How to complete this task | Each entry must be returned exactly. None may be omitted.

Extracted entries |
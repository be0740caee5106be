//! `toolbridge tools`: list an endpoint's tools.

use anyhow::Result;
use clap::Args;

use super::{Context, print_dim, print_json, truncate};

/// Arguments for `toolbridge tools`.
#[derive(Args, Debug)]
pub struct ToolsArgs {
    /// Configured server name, URL, or command line
    pub target: String,

    /// Show full input schemas
    #[arg(long)]
    pub full: bool,
}

/// Run `toolbridge tools`.
pub async fn run(args: ToolsArgs, ctx: &Context) -> Result<()> {
    let (address, name) = ctx.resolve_target(&args.target);
    let manager = ctx.manager();

    let result = match manager.connect(&address, name.as_deref()).await {
        Ok(outcome) => manager.tools(&outcome.id),
        Err(e) => Err(e),
    };
    manager.disconnect_all().await;
    let tools = result?;

    if ctx.json_output {
        return print_json(&tools);
    }

    if tools.is_empty() {
        print_dim("No tools available");
        return Ok(());
    }

    println!("{:<24} {:<56}", "TOOL", "DESCRIPTION");
    println!("{}", "-".repeat(80));
    for tool in &tools {
        let desc = tool.description.as_deref().unwrap_or("");
        println!("{:<24} {:<56}", tool.name, truncate(desc, 56));
        if args.full
            && let Some(ref schema) = tool.input_schema
        {
            let pretty = serde_json::to_string_pretty(schema)?;
            for line in pretty.lines() {
                println!("    {}", line);
            }
        }
    }
    Ok(())
}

Answer for this exercise |
repository be0740caee5106be
//! `toolbridge tools`: list an endpoint's tools.

use anyhow::Result;
use clap::Args;

use super::{Context, print_dim, print_json, truncate};

/// Arguments for `toolbridge tools`.
#[derive(Args, Debug)]
pub struct ToolsArgs {
    /// Configured server name, URL, or command line
    pub target: String,

    /// Show full input schemas
    #[arg(long)]
    pub full: bool,
}

/// Run `toolbridge tools`.
pub async fn run(args: ToolsArgs, ctx: &Context) -> Result<()> {
    let (address, name) = ctx.resolve_target(&args.target);
    let manager = ctx.manager();

    let result = match manager.connect(&address, name.as_deref()).await {
        Ok(outcome) => manager.tools(&outcome.id),
        Err(e) => Err(e),
    };
    manager.disconnect_all().await;
    let tools = result?;

    if ctx.json_output {
        return print_json(&tools);
    }

    if tools.is_empty() {
        print_dim("No tools available");
        return Ok(());
    }

    println!("{:<24} {:<56}", "TOOL", "DESCRIPTION");
    println!("{}", "-".repeat(80));
    for tool in &tools {
        let desc = tool.description.as_deref().unwrap_or("");
        println!("{:<24} {:<56}", tool.name, truncate(desc, 56));
        if args.full
            && let Some(ref schema) = tool.input_schema
        {
            let pretty = serde_json::to_string_pretty(schema)?;
            for line in pretty.lines() {
                println!("    {}", line);
            }
        }
    }
    Ok(())
}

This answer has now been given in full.